My first computer, in 1980, was a TRS-80 Model III. My dad bought it immediately when it was released, with a 2MHz Z-80 CPU and 16K of RAM. It had no disks, and no ability to communicate with other machines. Software was loaded and saved on cassette tapes with a tape recorder, and I absolutely loved it.
That machine was incrementally upgraded over the years with a full 48K of RAM, a disk controller card, four floppy drives of various formats, and a RS-232 serial card. I bought a used 300 baud acoustic-coupled modem, which opened up the world of BBSes and other 'online' activities. After getting my amateur radio license, I also used that machine to get on the air via Packet Radio.
I no longer have that particular machine, but I did acquire another during the 1990s. This machine sat unused in my basement for decades before I pulled it out in late 2022, and naturally, it didn't work. These are the chronicles of its revival.
December 26, 2022
One of the first things I noticed before cracking it open, beyond the lack of any signs of life, was that the brightness and contrast controls were seized. From what I read, this was a fairly common thing to happen over time.
I decided to squirt them full of WD-40 and let them soak overnight while I turned my attention to checking the power supplies. A Model III with floppy drives has two identical 35W power supply boards: One for the mainboard and CRT, and a second for the disk controller board and internal drives.
The wiring here is obviously not factory, so I'm sure that this machine was scrabbled together from parts of other machines. I don't recall if it was done by someone else, or 1990s me. I applied power and began checking the nearest power supply, the one for the disk subsystem.
With that supply verified, I moved on to the one in the rear, the one which powers the mainboard and monitor.
No voltages on any of the outputs. That's definitely an issue. I was live-posting this process on Mastodon as it was happening, and as I was posting, this power supply exploded, releasing Magic Smoke into the room.
The source of the noise, smoke, and smell turned out to be one of the infamous "RIFA" line capacitors. These capacitors have a reputation for developing hairline cracks in their shell as they age, allowing moisture to enter. Eventually the dielectric material separating the plates breaks down, and since these are across the 120v AC line... BOOM. These capacitors should be replaced on sight with modern polypropylene devices.
December 27, 2022
I decided to install the working power supply on the back wall, so I could power up the mainboard and monitor, giving me an overview of what else was functional. After completing this, I also discovered that the WD-40 had loosened up the brightness/contrast controls overnight. I reconnected the monitor board and applied power.

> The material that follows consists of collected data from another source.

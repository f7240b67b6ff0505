//! Core traits for value-algebra operators

use crate::error::Result;
use crate::types::{DataType, Value};

/// Trait for binary operators (two operands)
pub trait BinaryOperator: Send + Sync {
    /// Operator name for error messages
    fn name(&self) -> &'static str;

    /// Operator symbol for display
    fn symbol(&self) -> &'static str;

    /// Validate operand types and return the result type
    fn validate(&self, left: &DataType, right: &DataType) -> Result<DataType>;

    /// Execute the operation
    fn execute(&self, left: &Value, right: &Value) -> Result<Value>;
}

/// Trait for unary operators (one operand)
pub trait UnaryOperator: Send + Sync {
    /// Operator name for error messages
    fn name(&self) -> &'static str;

    /// Operator symbol for display
    fn symbol(&self) -> &'static str;

    /// Validate the operand type and return the result type
    fn validate(&self, operand: &DataType) -> Result<DataType>;

    /// Execute the operation
    fn execute(&self, operand: &Value) -> Result<Value>;
}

This was promising. There is some sort of horizontal sync problem, but I'm fairly sure that what we see here are the machine's startup messages.

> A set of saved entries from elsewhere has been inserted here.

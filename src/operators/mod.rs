//! Value-algebra operator implementations
//!
//! One module per operator behind a shared trait pair, with front-door
//! functions so callers never hold operator instances. The reduction
//! engine dispatches through [`execute_binary`]/[`execute_unary`] keyed
//! by the operator enums.

pub mod helpers;
pub mod like;
pub mod traits;

// Arithmetic operators
mod add;
mod divide;
mod multiply;
mod remainder;
mod subtract;

// Comparison operators
mod equal;
mod greater_than;
mod greater_than_equal;
mod is;
mod less_than;
mod less_than_equal;
mod not_equal;

// Logical operators
mod and;
mod not;
mod or;
mod xor;

// Unary operators
mod identity;
mod negate;

pub use traits::{BinaryOperator, UnaryOperator};

use crate::error::{Error, Result};
use crate::types::{DataType, Value};
use serde::{Deserialize, Serialize};
use std::cmp::Ordering;
use std::fmt;

/// The closed set of binary operators.
#[derive(Debug, Clone, Copy, PartialEq, Eq, Hash, Serialize, Deserialize)]
pub enum BinaryOp {
    Add,
    Subtract,
    Multiply,
    Divide,
    Modulo,
    And,
    Or,
    XOr,
    Equal,
    NotEqual,
    GreaterThan,
    GreaterThanOrEqual,
    LessThan,
    LessThanOrEqual,
    Is,
    IsNot,
}

impl BinaryOp {
    pub fn symbol(&self) -> &'static str {
        use BinaryOp::*;
        match self {
            Add => "+",
            Subtract => "-",
            Multiply => "*",
            Divide => "/",
            Modulo => "%",
            And => "AND",
            Or => "OR",
            XOr => "XOR",
            Equal => "=",
            NotEqual => "<>",
            GreaterThan => ">",
            GreaterThanOrEqual => ">=",
            LessThan => "<",
            LessThanOrEqual => "<=",
            Is => "IS",
            IsNot => "IS NOT",
        }
    }

    /// Relational, equality and IS operators — the set a quantifier
    /// accepts.
    pub fn is_comparison(&self) -> bool {
        use BinaryOp::*;
        matches!(
            self,
            Equal
                | NotEqual
                | GreaterThan
                | GreaterThanOrEqual
                | LessThan
                | LessThanOrEqual
                | Is
                | IsNot
        )
    }

    pub fn is_arithmetic(&self) -> bool {
        use BinaryOp::*;
        matches!(self, Add | Subtract | Multiply | Divide | Modulo)
    }

    pub fn is_logical(&self) -> bool {
        matches!(self, BinaryOp::And | BinaryOp::Or | BinaryOp::XOr)
    }
}

impl fmt::Display for BinaryOp {
    fn fmt(&self, f: &mut fmt::Formatter<'_>) -> fmt::Result {
        write!(f, "{}", self.symbol())
    }
}

/// The closed set of unary operators.
#[derive(Debug, Clone, Copy, PartialEq, Eq, Hash, Serialize, Deserialize)]
pub enum UnaryOp {
    Plus,
    Negate,
    Not,
}

impl UnaryOp {
    pub fn symbol(&self) -> &'static str {
        match self {
            UnaryOp::Plus => "+",
            UnaryOp::Negate => "-",
            UnaryOp::Not => "NOT",
        }
    }
}

impl fmt::Display for UnaryOp {
    fn fmt(&self, f: &mut fmt::Formatter<'_>) -> fmt::Result {
        write!(f, "{}", self.symbol())
    }
}

/// Execute a binary operation
pub fn execute_binary(op: BinaryOp, left: &Value, right: &Value) -> Result<Value> {
    binary_operator(op).execute(left, right)
}

/// Validate binary operand types and return the result type
pub fn validate_binary(op: BinaryOp, left: &DataType, right: &DataType) -> Result<DataType> {
    binary_operator(op).validate(left, right)
}

/// Execute a unary operation
pub fn execute_unary(op: UnaryOp, operand: &Value) -> Result<Value> {
    unary_operator(op).execute(operand)
}

/// Validate a unary operand type and return the result type
pub fn validate_unary(op: UnaryOp, operand: &DataType) -> Result<DataType> {
    unary_operator(op).validate(operand)
}

fn binary_operator(op: BinaryOp) -> &'static dyn BinaryOperator {
    static ADD: add::AddOperator = add::AddOperator;
    static SUBTRACT: subtract::SubtractOperator = subtract::SubtractOperator;
    static MULTIPLY: multiply::MultiplyOperator = multiply::MultiplyOperator;
    static DIVIDE: divide::DivideOperator = divide::DivideOperator;
    static REMAINDER: remainder::RemainderOperator = remainder::RemainderOperator;
    static AND: and::AndOperator = and::AndOperator;
    static OR: or::OrOperator = or::OrOperator;
    static XOR: xor::XorOperator = xor::XorOperator;
    static EQUAL: equal::EqualOperator = equal::EqualOperator;
    static NOT_EQUAL: not_equal::NotEqualOperator = not_equal::NotEqualOperator;
    static GREATER_THAN: greater_than::GreaterThanOperator = greater_than::GreaterThanOperator;
    static GREATER_THAN_EQUAL: greater_than_equal::GreaterThanEqualOperator =
        greater_than_equal::GreaterThanEqualOperator;
    static LESS_THAN: less_than::LessThanOperator = less_than::LessThanOperator;
    static LESS_THAN_EQUAL: less_than_equal::LessThanEqualOperator =
        less_than_equal::LessThanEqualOperator;
    static IS: is::IsOperator = is::IsOperator;
    static IS_NOT: is::IsNotOperator = is::IsNotOperator;

    match op {
        BinaryOp::Add => &ADD,
        BinaryOp::Subtract => &SUBTRACT,
        BinaryOp::Multiply => &MULTIPLY,
        BinaryOp::Divide => &DIVIDE,
        BinaryOp::Modulo => &REMAINDER,
        BinaryOp::And => &AND,
        BinaryOp::Or => &OR,
        BinaryOp::XOr => &XOR,
        BinaryOp::Equal => &EQUAL,
        BinaryOp::NotEqual => &NOT_EQUAL,
        BinaryOp::GreaterThan => &GREATER_THAN,
        BinaryOp::GreaterThanOrEqual => &GREATER_THAN_EQUAL,
        BinaryOp::LessThan => &LESS_THAN,
        BinaryOp::LessThanOrEqual => &LESS_THAN_EQUAL,
        BinaryOp::Is => &IS,
        BinaryOp::IsNot => &IS_NOT,
    }
}

fn unary_operator(op: UnaryOp) -> &'static dyn UnaryOperator {
    static PLUS: identity::IdentityOperator = identity::IdentityOperator;
    static NEGATE: negate::NegateOperator = negate::NegateOperator;
    static NOT: not::NotOperator = not::NotOperator;

    match op {
        UnaryOp::Plus => &PLUS,
        UnaryOp::Negate => &NEGATE,
        UnaryOp::Not => &NOT,
    }
}

/// Ordering of two non-null values.
///
/// Kinds must be compatible: matching kinds, boolean against numeric
/// zero/one, or opaque values of one type name. Anything else is an
/// error — comparisons never silently answer false across kinds.
pub fn compare(left: &Value, right: &Value) -> Result<Ordering> {
    use Value::*;
    let incomparable = || Error::NotComparable {
        left: left.data_type().to_string(),
        right: right.data_type().to_string(),
    };
    match (left, right) {
        (Numeric(a), Numeric(b)) => a.compare(b).ok_or_else(incomparable),
        (Boolean(Some(a)), Boolean(Some(b))) => Ok(a.cmp(b)),
        (Boolean(Some(b)), Numeric(n)) => crate::types::Numeric::from_bool(*b)
            .compare(n)
            .ok_or_else(incomparable),
        (Numeric(n), Boolean(Some(b))) => n
            .compare(&crate::types::Numeric::from_bool(*b))
            .ok_or_else(incomparable),
        (String(a), String(b)) => a.compare(b).ok_or_else(incomparable),
        (DateTime(Some(a)), DateTime(Some(b))) => Ok(a.cmp(b)),
        (DaySecond(Some(a)), DaySecond(Some(b))) => Ok(a.cmp(b)),
        (YearMonth(Some(a)), YearMonth(Some(b))) => Ok(a.cmp(b)),
        (Binary(a), Binary(b)) => a.compare(b).ok_or_else(incomparable),
        (Opaque(a), Opaque(b)) if a.type_name == b.type_name => match (&a.text, &b.text) {
            (Some(x), Some(y)) => Ok(x.cmp(y)),
            _ => Err(incomparable()),
        },
        _ => Err(incomparable()),
    }
}

#[cfg(test)]
mod tests {
    use super::*;
    use crate::types::Numeric;

    #[test]
    fn test_compare_special_states() {
        let nan = Value::Numeric(Numeric::nan());
        let inf = Value::Numeric(Numeric::positive_infinity());
        assert_eq!(compare(&Value::integer(0), &nan).unwrap(), Ordering::Less);
        assert_eq!(compare(&inf, &nan).unwrap(), Ordering::Less);
        assert_eq!(
            compare(&Value::Numeric(Numeric::negative_infinity()), &inf).unwrap(),
            Ordering::Less
        );
    }

    #[test]
    fn test_incomparable_is_error() {
        assert!(compare(&Value::string("1"), &Value::integer(1)).is_err());
        assert!(compare(&Value::Tabular(None), &Value::Tabular(None)).is_err());
    }

    #[test]
    fn test_dispatch() {
        assert_eq!(
            execute_binary(BinaryOp::Add, &Value::integer(2), &Value::integer(2)).unwrap(),
            Value::integer(4)
        );
        assert_eq!(
            execute_unary(UnaryOp::Not, &Value::boolean(true)).unwrap(),
            Value::boolean(false)
        );
        assert_eq!(
            validate_binary(BinaryOp::And, &DataType::Boolean, &DataType::Null).unwrap(),
            DataType::Boolean
        );
    }
}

After use of a long-lost troubleshooting method known as "wiggle things," the ancient texts are revealed!
I replaced the burnt RIFA capacitor with a polypropylene unit scavenged from an old PC power supply, and continued troubleshooting. I replaced C7, and while the supply provided output voltage afterwards, it was unstable. The switching power supply has always been my nemesis. My patience with this quickly evaporated, and I decided to put it aside for later, and move on.
I had a similarly-sized power supply module in my junk box, which had the appropriate +5v, +12v, and -12v outputs, so I grafted on some pigtails appropriate for connecting to the TRS-80's internal power wiring.
While I was at it, I also whipped up a new drive power harness, to give me a bit more flexibility in routing. The existing harness was just barely long enough.
After ensuring that the power for the disk subsystem was now good, I immediately proceeded to break the latch on the drive door, so I was forced to stop, disassemble it, and repair a groove which held a pin in place. I forgot to photograph any of this, but I added a dab of epoxy to keep the pin from popping free. It appeared to be related to wear, so I'm betting that it is a common problem with these Tandon drives.
Having tested and mounted the new supply, it was time to see if any of my disks from the 1980s were still readable.
What's 40 years old and just booted from a 40 year-old floppy disk? THIS THING!